The proposed method involves a three-stage procedure: a priori analysis, controlled variable selection, and a posteriori analysis. The controlled variable selection algorithm results in a large-scale, constrained, mixed-integer multi-objective optimization problem. For solving this problem, artificial intelligence via evolutionary algorithms is incorporated into the solution strategy. In particular, a metaheuristic heterogeneous multiagent optimization framework is deployed. This approach embodies novel features of an intelligent system by exhibiting coordination and information sharing amongst several agents making the controlled variable selection process amenable for online application.

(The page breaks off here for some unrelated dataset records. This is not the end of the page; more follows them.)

/*!
The [`Bundle`] itself: a primary block followed by canonical blocks, encoded as
an indefinite-length CBOR array (RFC 9171 Section 4.1).
*/

use super::*;
use block::{Block, BlockData};
use bundle_id::BundleId;

#[derive(Default, Debug, Clone, PartialEq, Eq)]
pub struct Bundle {
    pub primary: PrimaryBlock,
    /// The canonical blocks in wire order. The payload block is last.
    pub blocks: Vec<Block>,
}

impl Bundle {
    pub fn new(primary: PrimaryBlock) -> Self {
        Self {
            primary,
            blocks: Vec::new(),
        }
    }

    pub fn id(&self) -> BundleId {
        BundleId {
            source: self.primary.source.clone(),
            destination: self.primary.destination.clone(),
            timestamp: self.primary.timestamp,
            fragment_info: self.primary.fragment_info(),
        }
    }

    /// The id shared by all fragments of the same original bundle.
    pub fn fragment_id(&self) -> BundleId {
        BundleId {
            fragment_info: None,
            ..self.id()
        }
    }

    pub fn is_fragment(&self) -> bool {
        self.primary.flags.is_fragment
    }

    pub fn is_admin_record(&self) -> bool {
        self.primary.flags.is_admin_record
    }

    pub fn block(&self, number: u64) -> Option<&Block> {
        self.blocks.iter().find(|b| b.number == number)
    }

    pub fn block_mut(&mut self, number: u64) -> Option<&mut Block> {
        self.blocks.iter_mut().find(|b| b.number == number)
    }

    pub fn blocks_of_type(&self, block_type: block::Type) -> impl Iterator<Item = &Block> {
        self.blocks.iter().filter(move |b| b.block_type == block_type)
    }

    fn first_of_type(&self, block_type: block::Type) -> Option<&Block> {
        self.blocks_of_type(block_type).next()
    }

    pub fn payload(&self) -> Option<&[u8]> {
        match self.first_of_type(block::Type::Payload).map(|b| &b.data) {
            Some(BlockData::Raw(data)) => Some(data),
            _ => None,
        }
    }

    pub fn hop_count(&self) -> Option<HopInfo> {
        match self.first_of_type(block::Type::HopCount).map(|b| &b.data) {
            Some(BlockData::HopCount(hop_info)) => Some(*hop_info),
            _ => None,
        }
    }

    pub fn bundle_age(&self) -> Option<u64> {
        match self.first_of_type(block::Type::BundleAge).map(|b| &b.data) {
            Some(BlockData::BundleAge(age)) => Some(*age),
            _ => None,
        }
    }

    pub fn previous_node(&self) -> Option<&Eid> {
        match self.first_of_type(block::Type::PreviousNode).map(|b| &b.data) {
            Some(BlockData::PreviousNode(eid)) => Some(eid),
            _ => None,
        }
    }

    /// The time the bundle expires, if the source had a clock.
    pub fn expiry(&self) -> Option<DtnTime> {
        self.primary
            .timestamp
            .creation_time
            .map(|t| t.saturating_add(self.primary.lifetime))
    }

    /// Without a creation time, the age recorded in the Bundle Age block is used.
    pub fn is_expired(&self, now: DtnTime) -> bool {
        match self.expiry() {
            Some(expiry) => now >= expiry,
            None => self
                .bundle_age()
                .is_some_and(|age| age >= self.primary.lifetime),
        }
    }

    /// Adds `block`, allocating its block number, and returns the number.
    ///
    /// A payload block is always number 1 and replaces any existing payload. Other
    /// blocks get the next unused number and are inserted so that block numbers
    /// descend, which keeps the payload last.
    pub fn add_block(&mut self, mut block: Block) -> u64 {
        if block.block_type == block::Type::Payload {
            self.blocks.retain(|b| b.block_type != block::Type::Payload);
            block.number = 1;
            self.blocks.push(block);
            return 1;
        }

        let number = self
            .blocks
            .iter()
            .map(|b| b.number)
            .max()
            .unwrap_or(1)
            .max(1)
            + 1;
        block.number = number;

        let idx = self
            .blocks
            .iter()
            .position(|b| b.number < number)
            .unwrap_or(self.blocks.len());
        self.blocks.insert(idx, block);
        number
    }

    pub fn remove_block(&mut self, number: u64) -> Option<Block> {
        let idx = self.blocks.iter().position(|b| b.number == number)?;
        Some(self.blocks.remove(idx))
    }

    /// Encodes the bundle with the built-in block type registry.
    pub fn encode(&self) -> Result<Vec<u8>, Error> {
        self.encode_with(block::registry())
    }

    pub fn encode_with(&self, registry: &block::Registry) -> Result<Vec<u8>, Error> {
        let primary = self.primary.encode();
        let blocks = self
            .blocks
            .iter()
            .map(|b| b.encode_with(registry))
            .collect::<Result<Vec<_>, _>>()?;

        Ok(cbor::encode::emit_array(None, |a| {
            a.emit(&cbor::encode::Raw(&primary));
            for block in &blocks {
                a.emit(&cbor::encode::Raw(block));
            }
        }))
    }

    /// Decodes a bundle with the built-in block type registry.
    ///
    /// Decoding checks the wire format only, use [`validate`](crate::validate) to
    /// check the structure and CRCs.
    pub fn decode(data: &[u8]) -> Result<Self, Error> {
        Self::decode_with(data, block::registry())
    }

    pub fn decode_with(data: &[u8], registry: &block::Registry) -> Result<Self, Error> {
        let (bundle, len) = cbor::decode::parse_array(data, |a, tags| {
            if !tags.is_empty() || a.is_definite() {
                return Err(Error::InvalidCBOR(cbor::decode::Error::IncorrectType(
                    "Untagged Indefinite-length Array".to_string(),
                    "Tagged or Definite-length Array".to_string(),
                )));
            }

            let primary = a.parse_array(|block, _| PrimaryBlock::parse(block))?;

            let mut blocks = Vec::new();
            while let Some(block) = a.try_parse_array(|block, _| Block::parse(block, registry))? {
                blocks.push(block);
            }
            Ok(Bundle { primary, blocks })
        })?;

        if len != data.len() {
            Err(Error::AdditionalData)
        } else {
            Ok(bundle)
        }
    }
}
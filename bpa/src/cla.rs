use super::*;
use bpv7::{bundle::Bundle, eid::Eid};

/// The outcome of handing bundles to a convergence layer.
#[derive(Debug, Clone, Copy, PartialEq, Eq, Hash)]
pub enum SendStatus {
    Sent,
    /// The transmission was attempted and failed.
    Failed,
    /// The convergence layer refused the bundle, and will keep refusing it.
    Rejected,
    /// The peer cannot be reached right now.
    Unavailable,
}

/// The sending half of a Convergence Layer Adapter, bound to one peer.
#[async_trait]
pub trait ClaSender: Send + Sync {
    async fn send_bundle(&self, bundle: &Bundle) -> SendStatus;

    /// Sends `bundles` as a unit, typically the fragments of one bundle.
    ///
    /// Stops at the first bundle that is not sent.
    async fn send_bundles(&self, bundles: &[Bundle]) -> SendStatus {
        for bundle in bundles {
            let status = self.send_bundle(bundle).await;
            if status != SendStatus::Sent {
                return status;
            }
        }
        SendStatus::Sent
    }

    fn peer_endpoint_id(&self) -> Eid;

    /// The largest payload the peer will accept in one bundle, if limited.
    fn max_payload_size(&self) -> Option<usize> {
        None
    }
}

The algorithm is applied to a hybrid gas turbine (GT)-fuel cell CPS, where a virtual fuel cell interacts with the gas turbine recuperated cycle. Fuel cell hybrid power systems exhibit immense potential for unparalleled electrical power generation efficiency (Tucker et al., 2005). The solid oxide fuel cell (SOFC)-GT hybrid power system has been developed under the Hybrid Performance (Hyper) project at the U.S. Department of Energy’s National Energy Technology Laboratory (NETL) in Morgantown, WV. The Hyper facility at NETL makes use of a numerical model for the SOFC that can produce 300 -700 kW electric power coupled with a 120 kW turbine. Thermo-hydraulic effects of the SOFC are captured by a series of pressure vessels and piping and by controlling the natural gas flowrate to a burner. Multivariable control of this system is notably challenging (Tsai et al., 2010). Large number of candidate controlled variables with strong interaction, multi-scale dynamic response, and process nonlinearities result in a challenging problem for controlled variable selection. Our study shows strong tradeoffs between economic performance and controllability of this system along with significant variabilities under off-design conditions. Posteriori analysis of the controlled variables yield a control structure that exhibits superior control and economic performance.

References

Jones D, Bhattacharyya D, Turton R, Zitney S, “Plant-Wide Control System Design: Secondary Controlled Variable Selection”, Computers & Chemical Engineering, 71, 253-262, 2014a

Jones D, Bhattacharyya D, Turton R, Zitney S, “Plant-Wide Control System Design: Primary Controlled Variable Selection”, Computers & Chemical Engineering, 71, 220-234, 2014b

Tsai A, Banta L, Tucker D, Gemmen, R, "Multivariable robust control of a simulated hybrid solid oxide fuel cell gas turbine plant", Journal of Fuel Cell Science and Technology, 7, 041008, 2010

Tucker D, Lawson L, Gemmen, R, "Characterization of air flow management and control in a fuel cell turbine hybrid power system using hardware simulation", In ASME 2005 Power Conference, American Society of Mechanical Engineers, 959-967, 2005.